Collected data entries:
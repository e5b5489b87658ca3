use std::future::Future;
use std::pin::Pin;

use tpcs_core::models::token_count::TokenUsage;

use crate::error::LlmError;

pub type BoxFuture<'a, T> = Pin<Box<dyn Future<Output = T> + Send + 'a>>;

/// One completed generation call.
#[derive(Debug, Clone)]
pub struct Generation {
    pub text: String,
    pub model_id: String,
    pub usage: TokenUsage,
}

/// A backend that turns a system prompt plus one user message into text.
///
/// Each call is independent; the workflow never sends conversation history.
pub trait TextGenerator: Send + Sync {
    /// Model or deployment identifier recorded against each call.
    fn model_id(&self) -> &str;

    fn generate<'a>(
        &'a self,
        system_prompt: &'a str,
        user_message: &'a str,
    ) -> BoxFuture<'a, Result<Generation, LlmError>>;
}
//! Subtype synonym map.
//!
//! Maps lowercase free-text cancer subtypes to the standardized category
//! names used by the reference table. Many-to-one and static; the embedded
//! list is what the extraction prompt shows the model.

use serde::{Deserialize, Serialize};

const EMBEDDED: &[(&str, &str)] = &[
    // Non-Hodgkin lymphoma
    ("burkitt lymphoma", "Non-Hodgkin Lymphoma"),
    ("burkitt's lymphoma", "Non-Hodgkin Lymphoma"),
    ("anaplastic large cell lymphoma", "Non-Hodgkin Lymphoma"),
    ("lymphoblastic lymphoma", "Non-Hodgkin Lymphoma"),
    ("diffuse large b-cell lymphoma", "Non-Hodgkin Lymphoma"),
    ("primary mediastinal b-cell lymphoma", "Non-Hodgkin Lymphoma"),
    ("dlbcl", "Non-Hodgkin Lymphoma"),
    // Ewing sarcoma family and osteosarcoma
    ("ewing sarcoma", "Bone Tumors"),
    ("ewing's sarcoma", "Bone Tumors"),
    ("primitive neuroectodermal tumor", "Bone Tumors"),
    ("pnet", "Bone Tumors"),
    ("askin tumor", "Bone Tumors"),
    ("osteosarcoma", "Bone Tumors"),
    // Renal
    ("nephroblastoma", "Renal Tumors"),
    ("wilms", "Renal Tumors"),
    ("wilm's tumor", "Renal Tumors"),
    ("wilms' tumor", "Renal Tumors"),
    ("clear cell sarcoma", "Renal Tumors"),
    ("rhabdoid tumor (kidney)", "Renal Tumors"),
    // Testicular germ cell
    ("testicular yolk sac tumor", "Testicular Germ Cell Tumor"),
    ("testicular teratoma", "Testicular Germ Cell Tumor"),
    ("testicular dysgerminoma", "Testicular Germ Cell Tumor"),
    ("testicular seminoma", "Testicular Germ Cell Tumor"),
    ("testicular embryonal carcinoma", "Testicular Germ Cell Tumor"),
    ("testicular choriocarcinoma", "Testicular Germ Cell Tumor"),
    ("testicular mixed germ cell tumor", "Testicular Germ Cell Tumor"),
    // Ovarian germ cell
    ("ovarian yolk sac tumor", "Ovarian Germ Cell Tumor"),
    ("ovarian teratoma", "Ovarian Germ Cell Tumor"),
    ("ovarian dysgerminoma", "Ovarian Germ Cell Tumor"),
    ("ovarian seminoma", "Ovarian Germ Cell Tumor"),
    ("ovarian embryonal carcinoma", "Ovarian Germ Cell Tumor"),
    ("ovarian choriocarcinoma", "Ovarian Germ Cell Tumor"),
    ("ovarian mixed germ cell tumor", "Ovarian Germ Cell Tumor"),
    // Acute lymphoblastic leukemia
    ("b-cell all", "Acute Lymphoblastic Leukemia"),
    ("t-cell all", "Acute Lymphoblastic Leukemia"),
    ("b-precursor all", "Acute Lymphoblastic Leukemia"),
    ("b-lymphoblastic leukemia", "Acute Lymphoblastic Leukemia"),
    ("t-lymphoblastic leukemia", "Acute Lymphoblastic Leukemia"),
    ("all", "Acute Lymphoblastic Leukemia"),
    // Non-rhabdomyosarcoma soft tissue sarcoma
    ("synovial sarcoma", "Non-Rhabdomyosarcoma Soft Tissue Sarcoma"),
    ("fibrosarcoma", "Non-Rhabdomyosarcoma Soft Tissue Sarcoma"),
    ("liposarcoma", "Non-Rhabdomyosarcoma Soft Tissue Sarcoma"),
    ("malignant peripheral nerve sheath tumor", "Non-Rhabdomyosarcoma Soft Tissue Sarcoma"),
    ("mpnst", "Non-Rhabdomyosarcoma Soft Tissue Sarcoma"),
    ("desmoplastic small round cell tumor", "Non-Rhabdomyosarcoma Soft Tissue Sarcoma"),
    ("epithelioid sarcoma", "Non-Rhabdomyosarcoma Soft Tissue Sarcoma"),
    ("alveolar soft part sarcoma", "Non-Rhabdomyosarcoma Soft Tissue Sarcoma"),
    // Listed under renal above as well; the later mapping wins.
    ("clear cell sarcoma", "Non-Rhabdomyosarcoma Soft Tissue Sarcoma"),
    ("nrsts", "Non-Rhabdomyosarcoma Soft Tissue Sarcoma"),
    // Rhabdomyosarcoma
    ("embryonal rhabdomyosarcoma", "Rhabdomyosarcoma"),
    ("alveolar rhabdomyosarcoma", "Rhabdomyosarcoma"),
    ("pleomorphic rhabdomyosarcoma", "Rhabdomyosarcoma"),
    ("spindle cell rhabdomyosarcoma", "Rhabdomyosarcoma"),
    // Hodgkin lymphoma
    ("classical hodgkin lymphoma", "Hodgkin Lymphoma"),
    ("nodular sclerosis hodgkin lymphoma", "Hodgkin Lymphoma"),
    ("mixed cellularity hodgkin lymphoma", "Hodgkin Lymphoma"),
    ("lymphocyte-rich hodgkin lymphoma", "Hodgkin Lymphoma"),
    ("lymphocyte-depleted hodgkin lymphoma", "Hodgkin Lymphoma"),
    ("nodular lymphocyte predominant hodgkin lymphoma", "Hodgkin Lymphoma"),
    ("lymphocyte predominant hodgkin lymphoma", "Hodgkin Lymphoma"),
    // Astrocytoma
    ("astrocytoma", "Astrocytoma"),
    ("pilocytic astrocytoma", "Astrocytoma"),
    ("glioma", "Astrocytoma"),
    ("glioblastoma", "Astrocytoma"),
    ("gliosarcoma", "Astrocytoma"),
    ("gliomatosis cerebri", "Astrocytoma"),
    // Medulloblastoma
    ("medulloblastoma", "Medulloblastoma"),
    ("nodular medulloblastoma", "Medulloblastoma"),
    ("diffuse medulloblastoma", "Medulloblastoma"),
    ("anaplastic medulloblastoma", "Medulloblastoma"),
    // Neuroblastoma
    ("neuroblastoma", "Neuroblastoma"),
    ("ganglioneuroblastoma", "Neuroblastoma"),
    ("ganglioneuroma", "Neuroblastoma"),
];

#[derive(Debug, Clone, PartialEq, Eq, Serialize, Deserialize)]
pub struct SynonymMap {
    /// `(lowercase subtype, category)`, first-insertion order, unique keys.
    entries: Vec<(String, String)>,
}

impl SynonymMap {
    /// The built-in pediatric subtype map.
    pub fn embedded() -> Self {
        Self::from_pairs(EMBEDDED.iter().copied())
    }

    /// Build a map from `(subtype, category)` pairs.
    ///
    /// Subtypes are lowercased. A repeated subtype keeps its first position
    /// and takes the last category given for it.
    pub fn from_pairs<I, S, C>(pairs: I) -> Self
    where
        I: IntoIterator<Item = (S, C)>,
        S: AsRef<str>,
        C: Into<String>,
    {
        let mut entries: Vec<(String, String)> = Vec::new();
        for (subtype, category) in pairs {
            let key = normalize(subtype.as_ref());
            let category = category.into();
            match entries.iter_mut().find(|(k, _)| *k == key) {
                Some(existing) => existing.1 = category,
                None => entries.push((key, category)),
            }
        }
        Self { entries }
    }

    /// Category for a subtype, ignoring case and surrounding whitespace.
    pub fn lookup(&self, subtype: &str) -> Option<&str> {
        let key = normalize(subtype);
        self.entries
            .iter()
            .find(|(k, _)| *k == key)
            .map(|(_, category)| category.as_str())
    }

    pub fn iter(&self) -> impl Iterator<Item = (&str, &str)> {
        self.entries.iter().map(|(k, v)| (k.as_str(), v.as_str()))
    }

    /// Distinct target categories, in first-seen order.
    pub fn categories(&self) -> Vec<&str> {
        let mut seen: Vec<&str> = Vec::new();
        for (_, category) in &self.entries {
            if !seen.contains(&category.as_str()) {
                seen.push(category);
            }
        }
        seen
    }

    pub fn len(&self) -> usize {
        self.entries.len()
    }

    pub fn is_empty(&self) -> bool {
        self.entries.is_empty()
    }

    /// `- 'subtype' maps to 'Category'` lines for prompt interpolation.
    pub fn reference_text(&self) -> String {
        let mut text = String::new();
        for (subtype, category) in &self.entries {
            text.push_str(&format!("- '{subtype}' maps to '{category}'\n"));
        }
        text
    }
}

impl Default for SynonymMap {
    fn default() -> Self {
        Self::embedded()
    }
}

fn normalize(subtype: &str) -> String {
    subtype.trim().to_lowercase()
}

(Work order): Which of the lines in the data hold the string "embryonal"? Report each of them by copying it.

(Solution below):
    ("testicular embryonal carcinoma", "Testicular Germ Cell Tumor"),
    ("ovarian embryonal carcinoma", "Ovarian Germ Cell Tumor"),
    ("embryonal rhabdomyosarcoma", "Rhabdomyosarcoma"),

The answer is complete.